Osteoporosis is a disease characterized by low bone mass and deterioration of bone structure that increases the risk of fracture. Osteoporosis is often called the “silent disease,” progressing without symptoms until a low-energy fall or minor activity fractures a bone. Osteoporosis can occur without a known cause or be attributed to another secondary condition, such as hyperthyroidism or celiac disease, or to medication, such as steroids.

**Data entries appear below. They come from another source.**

//! Submission eligibility of a proposition.
//!
//! The verifier reads every collaborator, builds one ordered worklist of checks and runs it
//! through [`execute_and_aggregate`]. It never mutates the proposition, so calling it twice
//! with the same inputs gives the same outcome.

use chrono::NaiveDate;

use super::calendar::{PoolRequest, RegistrationCalendar};
use super::domain::{AccessTitles, CountryCode};
use super::ports::{
    CandidateProfileTranslator, FormationTranslator, MaximumPropositionsService,
    SpecificQuestionsTranslator,
};
use super::proposition::Proposition;
use super::validation::access::{AccessConditionsMet, SubmittedPropositionsBelowLimit};
use super::validation::accounting::AccountingValidatorList;
use super::validation::curriculum::{
    CurriculumValidatorList, CurriculumYearsCovered, ACADEMIC_YEAR_FIRST_MONTH,
};
use super::validation::secondary_studies::SecondaryStudiesValidatorList;
use super::validation::specific_questions::SpecificQuestionsValidatorList;
use super::validation::{
    execute_and_aggregate, BusinessException, Check, MultipleBusinessExceptions, ValidatorList,
};
use crate::config::EngineConfig;

/// Read-only collaborators of a verification pass.
pub struct PropositionVerifier<'a, F: ?Sized, P: ?Sized, M: ?Sized, Q: ?Sized> {
    pub formations: &'a F,
    pub profile: &'a P,
    pub calendar: &'a RegistrationCalendar,
    pub maximum_propositions: &'a M,
    pub questions: &'a Q,
    pub config: &'a EngineConfig,
}

impl<F, P, M, Q> PropositionVerifier<'_, F, P, M, Q>
where
    F: FormationTranslator + ?Sized,
    P: CandidateProfileTranslator + ?Sized,
    M: MaximumPropositionsService + ?Sized,
    Q: SpecificQuestionsTranslator + ?Sized,
{
    /// Check that `proposition` may be submitted, reporting every unmet requirement at once.
    pub fn verify(
        &self,
        proposition: &Proposition,
        titles: &AccessTitles,
    ) -> Result<(), MultipleBusinessExceptions> {
        let identity = &proposition.formation;
        let formation = self
            .formations
            .get(&identity.acronym, identity.year)
            .ok_or_else(|| BusinessException::FormationNotFound {
                acronym: identity.acronym.clone(),
                year: identity.year,
            })?;

        let candidate = &proposition.candidate;
        let identification = self.profile.identification(candidate);
        let secondary_studies = self.profile.secondary_studies(candidate);
        let curriculum = self.profile.curriculum(candidate);
        let questions = self.questions.questions(identity);
        let eu_national = identification.nationality.as_ref().map(CountryCode::is_eu);

        let training_start = NaiveDate::from_ymd_opt(identity.year, ACADEMIC_YEAR_FIRST_MONTH, 1);
        let last_month_to_justify =
            CurriculumYearsCovered::last_month_for(self.calendar.today(), training_start);

        let secondary = SecondaryStudiesValidatorList {
            training_type: formation.training_type,
            is_medicine_or_dentistry: formation.is_medicine_or_dentistry,
            studies: &secondary_studies,
        };
        let curriculum_list = CurriculumValidatorList {
            training_type: formation.training_type,
            curriculum_file: &proposition.curriculum_file,
            equivalence: &proposition.equivalence,
            curriculum: &curriculum,
            current_year: identity.year - 1,
            secondary_graduation_year: secondary_studies.graduation_year,
            last_ucl_registration_year: identification.last_ucl_registration_year,
            last_month_to_justify,
        };
        let accounting = AccountingValidatorList {
            accounting: &proposition.accounting,
            eu_national,
        };
        let specific_questions = SpecificQuestionsValidatorList {
            questions: &questions,
            answers: &proposition.specific_answers,
        };
        let request = PoolRequest {
            formation: &formation,
            candidate,
            titles,
            declarations: Some(&proposition.declarations),
        };

        execute_and_aggregate([
            Check::validator(AccessConditionsMet { titles }),
            Check::validator(SubmittedPropositionsBelowLimit {
                submitted: self.maximum_propositions.submitted_count(candidate),
                limit: self.config.max_submitted_propositions,
            }),
            Check::from_fn(|| secondary.validate()),
            Check::from_fn(|| curriculum_list.validate()),
            Check::from_fn(|| accounting.validate()),
            Check::from_fn(|| specific_questions.validate()),
            Check::from_fn(|| {
                self.calendar
                    .verify(
                        &request,
                        proposition.submitted_pool,
                        self.profile,
                        self.formations,
                    )
                    .map(|_| ())
            }),
        ])
    }
}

The epidemiology of osteoporosis has only been fully described in Caucasian women, making estimates of the total number of persons with osteoporosis difficult to determine. In fact, we now know that osteoporosis affects men and women, and all ethnicities. The National Osteoporosis Foundation estimated there were 29.5 million women and 11.7 million men in the U.S. with osteoporosis or low bone mass in 2002. On average in the 1999 to 2004 National Health and Nutrition Examination Survey, nearly 10.5 million men and women aged 65 and older reported they had been told by their doctor they had osteoporosis, a rate of 26 in 100 women and 4 in 100 men (Table 1). These rates of osteoporosis are dramatically higher than those found a decade earlier, likely due to increased testing of bone mass and extensive educational and awareness efforts. It is believed that osteoporosis is significantly underdiagnosed. In 2004, only 16 percent of persons admitted to the hospital with a low-energy fracture were diagnosed with osteoporosis.
Falls are the leading cause of injury among persons aged 65 and older in the United States. Fractures are the primary cause of hospitalization or death following a fall. Osteoporosis is a leading underlying cause of low-energy fractures after a fall. One in two women and one in four men older than age 50 will have an osteoporosis-related fracture in her or his remaining lifetime.